Deborah Whitlaw Llewellyn
Ochre and brown pigments mix with wax to give a sepia tone to a scattering of succulents (Amber Fall, 43″ x 38″).

When Llewellyn turns her focus to her photographic encaustic art, it’s a singular pursuit. Finding serenity in her studio at The Goat Farm Arts Center in Atlanta, Llewellyn’s best company is her favorite subject: flowers. It’s an escape from the fast pace of commercial photography. “Flowers don’t have any requirements,” she says. “You don’t have to book a model; you don’t have to wait for the light.”

Deborah Whitlaw Llewellyn
After photo- graphing a ower, Llewellyn transfers the image or images to a ber-based paper with sandpaper, wax, and a spoon, then a xes the print to a wood panel (Smoke and Wax, 43″ x 38″).

She begins each painting by hand-selecting fresh flowers.

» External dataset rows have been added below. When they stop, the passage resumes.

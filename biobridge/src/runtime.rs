//! The miniapp side runtime.
//!
//! [`MiniappRuntime::init`] builds every facade over one port when the
//! sandbox starts, and [`MiniappRuntime::destroy`] tears them down when it
//! stops. The well-known provider slot is explicit: it is filled once and
//! emptied on teardown, never re-created behind the caller's back.

use crate::config::RuntimeConfig;
use crate::error::{BridgeError, Result};
use crate::port::MessagePort;
use crate::protocol::ProtocolTag;
use crate::provider::{BioProvider, EthereumProvider, ProviderCore, TronLink, TronWeb};
use crate::transport::{OriginAllowlist, Transport, TransportConfig};
use std::sync::atomic::{AtomicBool, Ordering};
use std::sync::{Arc, Mutex, PoisonError};
use tracing::{debug, info};

/// All facades of one sandboxed miniapp.
#[derive(Debug)]
pub struct MiniappRuntime {
    port: MessagePort,
    bio: BioProvider,
    ethereum: EthereumProvider,
    tron_link: TronLink,
    destroyed: AtomicBool,
}

impl MiniappRuntime {
    /// Build every facade over `port`. Must be called inside a tokio runtime.
    #[must_use]
    pub fn init(port: MessagePort, config: &RuntimeConfig) -> Self {
        let core = |protocol: ProtocolTag| {
            let transport_config = TransportConfig::new(protocol)
                .allowed_origins(OriginAllowlist::new().allow(config.host_origin.clone()))
                .target_origin(config.target_origin.clone());
            ProviderCore::spawn(Transport::new(port.clone(), transport_config), protocol)
        };
        let runtime = Self {
            bio: BioProvider::new(core(ProtocolTag::Bio)),
            ethereum: EthereumProvider::new(core(ProtocolTag::Ethereum)),
            tron_link: TronLink::new(core(ProtocolTag::Tron)),
            port,
            destroyed: AtomicBool::new(false),
        };
        info!(
            origin = %config.miniapp_origin,
            host = %config.host_origin,
            "miniapp runtime initialized"
        );
        runtime
    }

    /// The native Bio provider.
    #[must_use]
    pub const fn bio(&self) -> &BioProvider {
        &self.bio
    }

    /// The EVM provider.
    #[must_use]
    pub const fn ethereum(&self) -> &EthereumProvider {
        &self.ethereum
    }

    /// The TronLink object.
    #[must_use]
    pub const fn tron_link(&self) -> &TronLink {
        &self.tron_link
    }

    /// The TronWeb object.
    #[must_use]
    pub const fn tron_web(&self) -> &TronWeb {
        self.tron_link.tron_web()
    }

    /// Tear down every facade and close the port.
    ///
    /// Pending requests reject with a disconnect. Idempotent.
    pub fn destroy(&self) {
        if self.destroyed.swap(true, Ordering::AcqRel) {
            return;
        }
        let pending = self.bio.core().pending_count()
            + self.ethereum.core().pending_count()
            + self.tron_link.core().pending_count();
        self.bio.core().teardown();
        self.ethereum.core().teardown();
        self.tron_link.core().teardown();
        self.port.close();
        info!(pending, "miniapp runtime destroyed");
    }

    /// Whether [`destroy`](Self::destroy) has run.
    #[must_use]
    pub fn is_destroyed(&self) -> bool {
        self.destroyed.load(Ordering::Acquire)
    }
}

/// Holds at most one runtime.
#[derive(Debug, Default)]
pub struct ProviderSlot {
    runtime: Mutex<Option<Arc<MiniappRuntime>>>,
}

impl ProviderSlot {
    /// An empty slot.
    #[must_use]
    pub const fn new() -> Self {
        Self {
            runtime: Mutex::new(None),
        }
    }

    fn lock(&self) -> std::sync::MutexGuard<'_, Option<Arc<MiniappRuntime>>> {
        self.runtime.lock().unwrap_or_else(PoisonError::into_inner)
    }

    /// Fill the slot. Fails if it already holds a runtime.
    pub fn install(&self, runtime: MiniappRuntime) -> Result<Arc<MiniappRuntime>> {
        let mut slot = self.lock();
        if slot.is_some() {
            return Err(BridgeError::SlotOccupied);
        }
        let runtime = Arc::new(runtime);
        *slot = Some(Arc::clone(&runtime));
        debug!("provider slot filled");
        Ok(runtime)
    }

    /// The installed runtime.
    #[must_use]
    pub fn get(&self) -> Option<Arc<MiniappRuntime>> {
        self.lock().clone()
    }

    /// Empty the slot without destroying the runtime.
    pub fn take(&self) -> Option<Arc<MiniappRuntime>> {
        self.lock().take()
    }

    /// Empty the slot and destroy the runtime. Returns whether one was installed.
    pub fn teardown(&self) -> bool {
        let Some(runtime) = self.take() else {
            return false;
        };
        runtime.destroy();
        true
    }
}

static GLOBAL_SLOT: ProviderSlot = ProviderSlot::new();

/// The process-wide provider slot.
#[must_use]
pub fn global_slot() -> &'static ProviderSlot {
    &GLOBAL_SLOT
}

From there, she photographs them, capturing shape, shadow, and detail before manipulating the color and crop in Photoshop. She then either transfers the image directly onto a layer of wax from a laser print and covers with more wax, or has the image printed onto extra-large, archival, fiber-based paper and adheres it to a wood panel. She then starts the encaustic painting process. “Encaustics are heavy; you need to have a wood base to support the weight of the wax and to keep it from cracking,” she says.

Deborah Whitlaw Llewellyn
A Polaroid transfer was the beginning of this pastel-hued piece (Pastoral, 40″ x 30″)

Once the image is in place, Llewellyn applies coats of beeswax, damar resin, oil paints, and cold wax to create depth and transparency. “Each layer has to dry before applying the next,” she says. “Sometimes there may be
20 coats of wax and paint on one piece.” Llewellyn likens her work to the crumbling layers of paint and plaster on an ancient wall of a Tuscan villa. “When looking at one of my paintings in reverse, I like to imagine someone discovering the history and patina under each layer,” she says of the marks, brushstrokes, lines, words, and colors embedded throughout.

Deborah Whitlaw Llewellyn
The curls, folds, and shadows in the dahlia petals are enhanced layers of pigment, wax, and varnish (Pearl, 47″ x 47″).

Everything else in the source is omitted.